TAM ZAMANINDA
Çarşambayı perşembeye bağlayan gece yani 4 ağustos günü Kırgızistan istihbaratına bağlı cezaevinde (SİZO) kaldığım 41 numaralı hücreden saat 2 civarında apar-topar alınarak, yetkili savcının nezaretinde yaklaşık 10 kişilik bir istihbarat ekibi tarafından Bişkek- Manas havaalanına götürüldüm. Ve bu arada Türkiye’den gelen iki interpol elemanına teslim edildim. Onların nezaretinde, 4 ağustos perşembe günü sabah saat 8.30’a doğru bindiğimiz uçak İstanbul ****** Havaalanı’na indi. Böylece şimdilik kaydıyla söylüyorum ki, yaklaşık 2,5 yıl yıl süren Türkistan’da sürdürdüğüm hayat son buldu. Şahsımın sürdüğü hayat son buldu, bulmasına ama şundan eminim ki davam adına bu hayatın etkileri benim oradan ayrılmamla birlikte, bitmemek üzere daha yeni başlamakta...

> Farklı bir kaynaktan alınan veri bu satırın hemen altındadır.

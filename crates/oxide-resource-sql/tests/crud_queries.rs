//! Tests for compiled CRUD statements: virtual host tables for every
//! storage strategy, field selection, pagination, authorization filters
//! and writes.

mod common;
use common::*;

use oxide_resource_core::ResourceError;
use oxide_resource_sql::prelude::*;
use serde_json::{json, Value};

fn read(set: &DefinitionSet, resource: &str, request: &ReadRequest) -> Statement {
    QueryCompiler::new(set)
        .read(resource, request)
        .unwrap_or_else(|e| panic!("Failed to compile read of {resource}: {e}"))
}

#[test]
fn test_guest_one_to_many_aggregates_host_column() {
    let set = definitions(pets());
    let statement = read(&set, "person", &ReadRequest::many());

    assert!(statement.sql.starts_with(
        "WITH pets_virtual_host AS (SELECT cat.owner_id AS host_id, \
         array_agg(cat.id) AS ids FROM cat GROUP BY cat.owner_id) "
    ));
    assert!(statement.sql.contains(
        "(SELECT pets_virtual_host.ids FROM pets_virtual_host \
         WHERE pets_virtual_host.host_id = person.id) AS pet_ids"
    ));
    assert!(statement.sql.contains("ORDER BY person.id"));
}

#[test]
fn test_read_one_filters_virtual_table_by_id() {
    let set = definitions(pets());
    let statement = read(&set, "person", &ReadRequest::one(42));

    assert!(statement
        .sql
        .contains("FROM cat WHERE cat.owner_id = $1 GROUP BY cat.owner_id"));
    assert!(statement.sql.ends_with("FROM person WHERE person.id = $1"));
    assert!(!statement.sql.contains("LIMIT"));
    assert_eq!(statement.params.len(), 1);
    assert_eq!(statement.param("id"), Some(&SqlValue::Int(42)));
}

#[test]
fn test_host_side_reads_local_column() {
    let set = definitions(pets());
    let statement = read(&set, "cat", &ReadRequest::one(1));
    assert_eq!(statement.sql, "SELECT cat.* FROM cat WHERE cat.id = $1");
}

#[test]
fn test_many_to_many_from_both_sides() {
    let set = definitions(pizzas());

    let pizza = read(&set, "pizza", &ReadRequest::one(1));
    assert!(pizza.sql.starts_with(
        "WITH toppings_virtual_host AS (SELECT pizza_topping.pizza_id AS host_id, \
         array_agg(pizza_topping.topping_id) AS ids FROM pizza_topping \
         WHERE pizza_topping.pizza_id = $1 GROUP BY pizza_topping.pizza_id)"
    ));
    assert!(pizza.sql.contains("AS topping_ids"));

    // Inferred on the guest side as the host's plural form.
    let topping = read(&set, "topping", &ReadRequest::one(1));
    assert!(topping.sql.starts_with(
        "WITH pizzas_virtual_host AS (SELECT pizza_topping.topping_id AS host_id, \
         array_agg(pizza_topping.pizza_id) AS ids FROM pizza_topping"
    ));
    assert!(topping.sql.contains("AS pizza_ids"));
}

#[test]
fn test_self_reference_uses_relationship_named_virtual_table() {
    let set = definitions(employees());
    let statement = read(&set, "employee", &ReadRequest::one(3));

    assert!(statement.sql.starts_with(
        "WITH employees_virtual_host AS (SELECT employee.manager_id AS host_id, \
         array_agg(employee.id) AS ids FROM employee WHERE employee.manager_id = $1 \
         GROUP BY employee.manager_id)"
    ));
    assert!(statement.sql.contains(
        "(SELECT employees_virtual_host.ids FROM employees_virtual_host \
         WHERE employees_virtual_host.host_id = employee.id) AS employee_ids"
    ));
}

fn messages(sent: Value, received: Value) -> Vec<Value> {
    vec![
        json!({
            "name": "message",
            "relationships": {
                "sender": { "resource": "account", "cardinality": "many-to-one" },
                "recipient": { "resource": "account", "cardinality": "many-to-one" }
            }
        }),
        json!({
            "name": "account",
            "relationships": { "sent": sent, "received": received }
        }),
    ]
}

#[test]
fn test_two_relationships_to_same_resource() {
    let set = definitions(messages(
        json!({ "resource": "message", "cardinality": "one-to-many", "host": false, "inverse": "sender" }),
        json!({ "resource": "message", "cardinality": "one-to-many", "host": false, "inverse": "recipient" }),
    ));
    let statement = read(&set, "account", &ReadRequest::many());

    assert!(statement.sql.starts_with(
        "WITH received_virtual_host AS (SELECT message.recipient_id AS host_id, \
         array_agg(message.id) AS ids FROM message GROUP BY message.recipient_id), \
         sent_virtual_host AS (SELECT message.sender_id AS host_id, \
         array_agg(message.id) AS ids FROM message GROUP BY message.sender_id) "
    ));
    assert!(statement.sql.contains(
        "(SELECT sent_virtual_host.ids FROM sent_virtual_host \
         WHERE sent_virtual_host.host_id = account.id) AS sent_ids"
    ));
    assert!(statement.sql.contains("AS received_ids"));
}

#[test]
fn test_ambiguous_inverse_fails_to_build() {
    let raw = messages(
        json!({ "resource": "message", "cardinality": "one-to-many", "host": false }),
        json!({ "resource": "message", "cardinality": "one-to-many", "host": false }),
    )
    .into_iter()
    .map(resource)
    .collect();
    let err = DefinitionSet::build(compile_models(raw).unwrap()).unwrap_err();
    assert!(matches!(
        err,
        ResourceError::UnresolvedRelationship { ref reason, .. }
            if reason.contains("ambiguous counterpart")
    ));
}

#[test]
fn test_self_referential_many_to_many() {
    let set = definitions(friends());
    let statement = read(&set, "person", &ReadRequest::one(5));

    assert!(statement.sql.starts_with(
        "WITH friends_virtual_host AS (SELECT person_person.person_id AS host_id, \
         array_agg(person_person.friends_id) AS ids FROM person_person \
         WHERE person_person.person_id = $1 GROUP BY person_person.person_id), \
         persons_virtual_host AS (SELECT person_person.friends_id AS host_id, \
         array_agg(person_person.person_id) AS ids FROM person_person \
         WHERE person_person.friends_id = $1 GROUP BY person_person.friends_id) "
    ));
    assert!(statement.sql.contains(
        "(SELECT friends_virtual_host.ids FROM friends_virtual_host \
         WHERE friends_virtual_host.host_id = person.id) AS friend_ids"
    ));
    // People listing this person as a friend.
    assert!(statement.sql.contains("AS person_ids"));
    assert!(statement.sql.ends_with("FROM person WHERE person.id = $1"));
}

#[test]
fn test_pagination_appends_total_count_and_limit() {
    let set = definitions(pets());
    let statement = read(&set, "cat", &ReadRequest::many().page(Page::new(2, 25)));

    assert_eq!(
        statement.sql,
        "SELECT cat.*, count(*) OVER () AS meta_total_count FROM cat \
         ORDER BY cat.id LIMIT $1 OFFSET $2"
    );
    assert_eq!(statement.param("limit"), Some(&SqlValue::Int(25)));
    assert_eq!(statement.param("offset"), Some(&SqlValue::Int(25)));
}

#[test]
fn test_model_pagination_defaults_and_disabling() {
    let set = definitions(vec![
        json!({ "name": "cat", "pagination": { "default_page_size": 50 } }),
        json!({ "name": "dog", "pagination": false }),
    ]);

    let cats = read(&set, "cat", &ReadRequest::many());
    assert_eq!(cats.param("limit"), Some(&SqlValue::Int(50)));
    assert_eq!(cats.param("offset"), Some(&SqlValue::Int(0)));

    let dogs = read(&set, "dog", &ReadRequest::many().page(Page::new(4, 5)));
    assert_eq!(dogs.sql, "SELECT dog.* FROM dog ORDER BY dog.id");
    assert!(dogs.params.is_empty());
}

#[test]
fn test_field_selection() {
    let set = definitions(pets());
    let statement = read(&set, "person", &ReadRequest::many().fields(["pets"]));
    assert!(statement.sql.contains(
        "SELECT person.id, person.meta_created_at, person.meta_updated_at, \
         (SELECT pets_virtual_host.ids"
    ));
    assert!(!statement.sql.contains("person.name"));

    let err = QueryCompiler::new(&set)
        .read("person", &ReadRequest::many().fields(["age"]))
        .unwrap_err();
    assert!(matches!(err, CompileError::UnknownField { ref field, .. } if field == "age"));
}

#[test]
fn test_authorization_filter_is_anded() {
    let set = definitions(pets());
    let compiler = QueryCompiler::new(&set).with_authorization(
        |definition: &ResourceDefinition, _: &ReadRequest, action: CrudAction| {
            (definition.name() == "cat" && action == CrudAction::ReadOne)
                .then(|| "cat.owner_id IS NOT NULL".to_string())
        },
    );

    let one = compiler.read("cat", &ReadRequest::one(9)).unwrap();
    assert!(one
        .sql
        .ends_with("WHERE cat.id = $1 AND (cat.owner_id IS NOT NULL)"));

    let many = compiler.read("cat", &ReadRequest::many()).unwrap();
    assert!(!many.sql.contains("IS NOT NULL"));
}

#[test]
fn test_disabled_actions_are_rejected() {
    let set = definitions(vec![json!({
        "name": "log",
        "actions": { "update": false, "delete": false }
    })]);
    let compiler = QueryCompiler::new(&set);

    assert!(matches!(
        compiler.update("log", &WriteRequest::new().id(1)),
        Err(CompileError::ActionDisabled {
            action: CrudAction::Update,
            ..
        })
    ));
    assert!(matches!(
        compiler.delete("log", Some(1)),
        Err(CompileError::ActionDisabled {
            action: CrudAction::Delete,
            ..
        })
    ));
    assert!(compiler.create("log", &WriteRequest::new()).is_ok());
}

#[test]
fn test_create_update_delete() {
    let set = definitions(pets());
    let compiler = QueryCompiler::new(&set);

    let create = compiler
        .create(
            "cat",
            &WriteRequest::new().value("name", "Tom").value("owner", 2),
        )
        .unwrap();
    assert_eq!(
        create.sql,
        "INSERT INTO cat (name, owner_id) VALUES ($1, $2) RETURNING *"
    );

    let update = compiler
        .update("cat", &WriteRequest::new().id(7).value("lives", 8))
        .unwrap();
    assert_eq!(
        update.sql,
        "UPDATE cat SET lives = $1 WHERE cat.id = $2 RETURNING *"
    );
    let values: Vec<&SqlValue> = update.values().collect();
    assert_eq!(values, vec![&SqlValue::Int(8), &SqlValue::Int(7)]);

    let delete = compiler.delete("cat", Some(7)).unwrap();
    assert_eq!(delete.sql, "DELETE FROM cat WHERE cat.id = $1 RETURNING *");
}

#[test]
fn test_request_values_never_reach_sql_text() {
    let set = definitions(pets());
    let malicious = "'); DROP TABLE cat; --";
    let statement = QueryCompiler::new(&set)
        .create("cat", &WriteRequest::new().value("name", malicious))
        .unwrap();
    assert!(!statement.sql.contains("DROP"));
    assert_eq!(
        statement.param("name"),
        Some(&SqlValue::Text(malicious.to_string()))
    );
}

Türkistan coğrafyasının önemi başkalarının kavradığı kadar; şu gün dahi kavranabilmiş değil. Özellikle 2 mayıstan sonra müşahhas gelişmeler bu coğrafyanın, İBDA’yı kabul etme şartları bakımından ne kadar müsait ve verimli olduğunu bize göstermiştir. İBDA’nın etkisinin bu coğrafyada nerelere kadar uzandığını, üç aylık gelişmeleri yakından takip edenler yakin derecesinde şahit oldular. Bu etkinliğin muhtevasını ve derecesini bu kişiler buraya hissettirebildiler mi bilemiyorum, ama şu iki günlük gözlemim neticesinde maalesef İBDA’nın oralarda nasıl değerlendirildiğinin anlaşıldığının hissedildiğini söyleyebilmem oldukça zor.

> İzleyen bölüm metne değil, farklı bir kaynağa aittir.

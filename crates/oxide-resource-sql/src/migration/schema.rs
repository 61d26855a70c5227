//! Table and column schemas produced from resource definitions.

use oxide_resource_core::Ident;

/// Foreign key action (ON DELETE, ON UPDATE).
#[derive(Debug, Clone, Copy, PartialEq, Eq, Hash)]
pub enum ForeignKeyAction {
    /// Cascade the change to referencing rows.
    Cascade,
    /// Set the referencing column to NULL.
    SetNull,
    /// Refuse the change while rows reference it.
    Restrict,
}

impl ForeignKeyAction {
    /// Returns the SQL representation of this action.
    #[must_use]
    pub const fn as_sql(self) -> &'static str {
        match self {
            Self::Cascade => "CASCADE",
            Self::SetNull => "SET NULL",
            Self::Restrict => "RESTRICT",
        }
    }
}

/// Target of a foreign-key column.
#[derive(Debug, Clone, PartialEq, Eq)]
pub struct ForeignKeyRef {
    pub table: Ident,
    pub column: Ident,
    pub on_update: Option<ForeignKeyAction>,
    pub on_delete: Option<ForeignKeyAction>,
}

impl ForeignKeyRef {
    /// References `table(column)` with no referential actions.
    #[must_use]
    pub fn new(table: Ident, column: Ident) -> Self {
        Self {
            table,
            column,
            on_update: None,
            on_delete: None,
        }
    }

    #[must_use]
    pub fn on_update(mut self, action: ForeignKeyAction) -> Self {
        self.on_update = Some(action);
        self
    }

    #[must_use]
    pub fn on_delete(mut self, action: ForeignKeyAction) -> Self {
        self.on_delete = Some(action);
        self
    }
}

/// Schema definition for a column.
#[derive(Debug, Clone, PartialEq, Eq)]
pub struct ColumnSchema {
    /// Column name.
    pub name: Ident,
    /// Type literal, already checked safe to emit.
    pub sql_type: String,
    /// Whether the column allows NULL values.
    pub nullable: bool,
    /// Rendered default expression.
    pub default: Option<String>,
    /// Whether this is the table's single-column primary key.
    pub primary_key: bool,
    /// Whether this column has a UNIQUE constraint.
    pub unique: bool,
    /// Foreign-key target, if any.
    pub references: Option<ForeignKeyRef>,
}

impl ColumnSchema {
    /// Creates a nullable column.
    #[must_use]
    pub fn new(name: Ident, sql_type: impl Into<String>) -> Self {
        Self {
            name,
            sql_type: sql_type.into(),
            nullable: true,
            default: None,
            primary_key: false,
            unique: false,
            references: None,
        }
    }

    /// Sets the column as NOT NULL.
    #[must_use]
    pub fn not_null(mut self) -> Self {
        self.nullable = false;
        self
    }

    /// Sets whether the column allows NULL values.
    #[must_use]
    pub fn nullable(mut self, nullable: bool) -> Self {
        self.nullable = nullable;
        self
    }

    /// Sets the rendered default expression.
    #[must_use]
    pub fn default(mut self, default: Option<String>) -> Self {
        self.default = default;
        self
    }

    /// Sets the column as the primary key.
    #[must_use]
    pub fn primary_key(mut self) -> Self {
        self.primary_key = true;
        self.nullable = false; // Primary keys are always NOT NULL
        self
    }

    /// Sets the column as unique.
    #[must_use]
    pub fn unique(mut self) -> Self {
        self.unique = true;
        self
    }

    /// Sets the foreign-key target.
    #[must_use]
    pub fn references(mut self, target: ForeignKeyRef) -> Self {
        self.references = Some(target);
        self
    }
}

/// Complete schema definition for a table.
#[derive(Debug, Clone, PartialEq, Eq)]
pub struct TableSchema {
    /// Table name.
    pub name: Ident,
    /// Column definitions.
    pub columns: Vec<ColumnSchema>,
    /// Composite primary key, when not declared on a single column.
    pub primary_key: Vec<Ident>,
}

impl TableSchema {
    /// Creates a new table schema.
    #[must_use]
    pub fn new(name: Ident) -> Self {
        Self {
            name,
            columns: Vec::new(),
            primary_key: Vec::new(),
        }
    }

    /// Adds a column to the table.
    #[must_use]
    pub fn column(mut self, column: ColumnSchema) -> Self {
        self.columns.push(column);
        self
    }

    /// Sets the composite primary key columns.
    #[must_use]
    pub fn primary_key(mut self, columns: Vec<Ident>) -> Self {
        self.primary_key = columns;
        self
    }

    /// Gets a column by raw name.
    #[must_use]
    pub fn get_column(&self, name: &str) -> Option<&ColumnSchema> {
        self.columns.iter().find(|c| c.name.raw() == name)
    }
}
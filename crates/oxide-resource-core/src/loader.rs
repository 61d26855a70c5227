//! Loading resource descriptions from disk.
//!
//! The convention is one JSON document per resource inside a directory.

use std::fs;
use std::path::{Path, PathBuf};

use tracing::{debug, info};

use crate::error::{ResourceError, Result};
use crate::raw::RawResource;

/// Parses a single resource document.
pub fn load_str(source: &str, path: impl Into<PathBuf>) -> Result<RawResource> {
    serde_json::from_str(source).map_err(|source| ResourceError::Parse {
        path: path.into(),
        source,
    })
}

/// Reads one resource document from a file.
pub fn load_file(path: &Path) -> Result<RawResource> {
    let source = fs::read_to_string(path).map_err(|source| ResourceError::Io {
        path: path.to_path_buf(),
        source,
    })?;
    debug!(path = %path.display(), "Loaded resource file");
    load_str(&source, path)
}

/// Reads every `*.json` file in `dir`, sorted by file name.
pub fn load_dir(dir: &Path) -> Result<Vec<RawResource>> {
    let io_err = |source| ResourceError::Io {
        path: dir.to_path_buf(),
        source,
    };

    let mut paths = Vec::new();
    for entry in fs::read_dir(dir).map_err(io_err)? {
        let path = entry.map_err(io_err)?.path();
        if path.is_file() && path.extension().is_some_and(|ext| ext == "json") {
            paths.push(path);
        }
    }
    paths.sort();

    let resources = paths
        .iter()
        .map(|path| load_file(path))
        .collect::<Result<Vec<_>>>()?;

    info!(
        dir = %dir.display(),
        resources = resources.len(),
        "Loaded resource directory"
    );
    Ok(resources)
}
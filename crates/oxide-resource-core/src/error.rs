//! Error types for building resource models and definitions.

use std::fmt;
use std::path::PathBuf;

/// A single structural problem found in a resource description.
#[derive(Debug, Clone, PartialEq, Eq)]
pub struct ModelIssue {
    /// Resource the issue belongs to.
    pub resource: String,
    /// Dotted path of the offending key (e.g. `attributes.Name`).
    pub path: String,
    /// What is wrong with it.
    pub message: String,
}

impl ModelIssue {
    /// Creates a new issue.
    #[must_use]
    pub fn new(
        resource: impl Into<String>,
        path: impl Into<String>,
        message: impl Into<String>,
    ) -> Self {
        Self {
            resource: resource.into(),
            path: path.into(),
            message: message.into(),
        }
    }
}

impl fmt::Display for ModelIssue {
    fn fmt(&self, f: &mut fmt::Formatter<'_>) -> fmt::Result {
        if self.path.is_empty() {
            write!(f, "{}: {}", self.resource, self.message)
        } else {
            write!(f, "{}.{}: {}", self.resource, self.path, self.message)
        }
    }
}

/// Errors that can occur while building the resource set.
///
/// All variants are fatal for the current build: no partial model or
/// definition set is ever returned alongside them.
#[derive(Debug, thiserror::Error)]
pub enum ResourceError {
    /// One or more resource descriptions failed structural checks.
    #[error("Invalid resource descriptions:\n{}", .0.iter().map(|i| format!("  - {i}")).collect::<Vec<_>>().join("\n"))]
    ModelValidation(Vec<ModelIssue>),

    /// Host relationships form a cycle, so no migration order exists.
    #[error("Cyclic host relationships between resources: {}", .resources.join(", "))]
    DependencyGraph {
        /// Resources participating in the cycle.
        resources: Vec<String>,
    },

    /// A relationship cannot be linked to its counterpart.
    #[error("Relationship '{resource}.{relationship}' to '{target}' cannot be resolved: {reason}")]
    UnresolvedRelationship {
        /// Resource declaring the relationship.
        resource: String,
        /// Relationship name.
        relationship: String,
        /// Related resource name.
        target: String,
        /// Why resolution failed.
        reason: String,
    },

    /// IO error while reading a resource directory.
    #[error("IO error on '{path}': {source}")]
    Io {
        /// File or directory being read.
        path: PathBuf,
        /// Underlying error.
        source: std::io::Error,
    },

    /// A resource document is not valid JSON for a resource description.
    #[error("Failed to parse resource file '{path}': {source}")]
    Parse {
        /// File being parsed.
        path: PathBuf,
        /// Underlying error.
        source: serde_json::Error,
    },
}

impl ResourceError {
    /// Shorthand for an unresolved relationship.
    pub(crate) fn unresolved(
        resource: &str,
        relationship: &str,
        target: &str,
        reason: impl Into<String>,
    ) -> Self {
        Self::UnresolvedRelationship {
            resource: resource.to_string(),
            relationship: relationship.to_string(),
            target: target.to_string(),
            reason: reason.into(),
        }
    }
}

/// Result type for resource operations.
pub type Result<T> = std::result::Result<T, ResourceError>;
//! oxide-resource CLI
//!
//! Compiles a directory of resource descriptions into a PostgreSQL
//! migration or CRUD statements.

use std::fs;
use std::path::{Path, PathBuf};

use anyhow::Context;
use clap::{Parser, Subcommand};
use tracing::{info, Level};
use tracing_subscriber::FmtSubscriber;

use oxide_resource_core::loader;
use oxide_resource_sql::prelude::*;

/// Relationship-aware schema and query compiler.
#[derive(Parser)]
#[command(name = "oxide-resource")]
#[command(author, version, about, long_about = None)]
struct Cli {
    /// Directory holding one JSON description per resource.
    #[arg(short, long, env = "OXIDE_RESOURCES_DIR", default_value = "resources")]
    resources: PathBuf,

    /// Enable verbose output.
    #[arg(short, long)]
    verbose: bool,

    #[command(subcommand)]
    command: Commands,
}

#[derive(Subcommand)]
enum Commands {
    /// Print the migration script.
    Migrate {
        /// Write the script to a file instead of stdout.
        #[arg(short, long)]
        output: Option<PathBuf>,
    },

    /// Print the order tables are created in.
    Order,

    /// Print the normalized models, inverse relationships included.
    Inspect,

    /// Print a compiled read statement and its parameters.
    Query {
        /// Resource to read.
        resource: String,

        /// Read a single row instead of a list.
        #[arg(long)]
        id: Option<i64>,

        /// Comma-separated fields to project.
        #[arg(long, value_delimiter = ',')]
        fields: Option<Vec<String>>,

        /// Page number, one-indexed.
        #[arg(long, value_parser = clap::value_parser!(u32).range(1..))]
        page: Option<u32>,

        /// Rows per page.
        #[arg(long, value_parser = clap::value_parser!(u32).range(1..))]
        page_size: Option<u32>,
    },
}

fn load(dir: &Path) -> anyhow::Result<DefinitionSet> {
    let raw = loader::load_dir(dir)
        .with_context(|| format!("failed to load resources from {}", dir.display()))?;
    let models = compile_models(raw)?;
    Ok(DefinitionSet::build(models)?)
}

fn main() -> anyhow::Result<()> {
    let cli = Cli::parse();

    // Setup logging
    let log_level = if cli.verbose {
        Level::DEBUG
    } else {
        Level::INFO
    };
    let subscriber = FmtSubscriber::builder()
        .with_max_level(log_level)
        .with_target(false)
        .without_time()
        .with_writer(std::io::stderr)
        .finish();
    tracing::subscriber::set_global_default(subscriber)?;

    let definitions = load(&cli.resources)?;

    match cli.command {
        Commands::Migrate { output } => {
            let script = MigrationCompiler::new().compile(&definitions)?.script();
            match output {
                Some(path) => {
                    fs::write(&path, script)
                        .with_context(|| format!("failed to write {}", path.display()))?;
                    info!(path = %path.display(), "Migration written");
                }
                None => print!("{script}"),
            }
        }

        Commands::Order => {
            let order = DependencyGraph::from_models(definitions.models()).topological_order()?;
            for name in order {
                println!("{name}");
            }
        }

        Commands::Inspect => {
            let models: Vec<&ResourceModel> = definitions.models().collect();
            println!("{}", serde_json::to_string_pretty(&models)?);
        }

        Commands::Query {
            resource,
            id,
            fields,
            page,
            page_size,
        } => {
            let definition = definitions
                .get(&resource)
                .ok_or_else(|| CompileError::UnknownResource(resource.clone()))?;
            let mut request = ReadRequest {
                id,
                ..ReadRequest::default()
            };
            if let Some(fields) = fields {
                request = request.fields(fields);
            }
            if page.is_some() || page_size.is_some() {
                let default = Page::default_for(&definition.model().pagination);
                request = request.page(Page::new(
                    page.unwrap_or(default.number),
                    page_size.unwrap_or(default.size),
                ));
            }

            let statement = QueryCompiler::new(&definitions).read(&resource, &request)?;
            println!("{statement}");
            for (position, param) in statement.params.iter().enumerate() {
                println!("-- ${} {} = {:?}", position + 1, param.name, param.value);
            }
        }
    }

    Ok(())
}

3 Ağustos’un son dakikaları… Saat neredeyse gece yarısı 12… Yatsı namazı ve bir günlük kaza namazının ardından hücrede beraber kaldığım üç kişiden gözyaşlarımı saklamaya çalışarak ellerimi duaya kaldırıyorum;
‘’Yarabbi; güç ve kuvvet senin! Davamın sıhhat ve selameti, büyümesi ve gelişmesi için benim bir misyonum olacaksa; bunun için burada kalmam gerekiyorsa burada kalayım; Türkiye’ye gitmem gerekiyorsa Türkiye ye gideyim... İki hayırdan birini bana bir an önce nasip et.‘’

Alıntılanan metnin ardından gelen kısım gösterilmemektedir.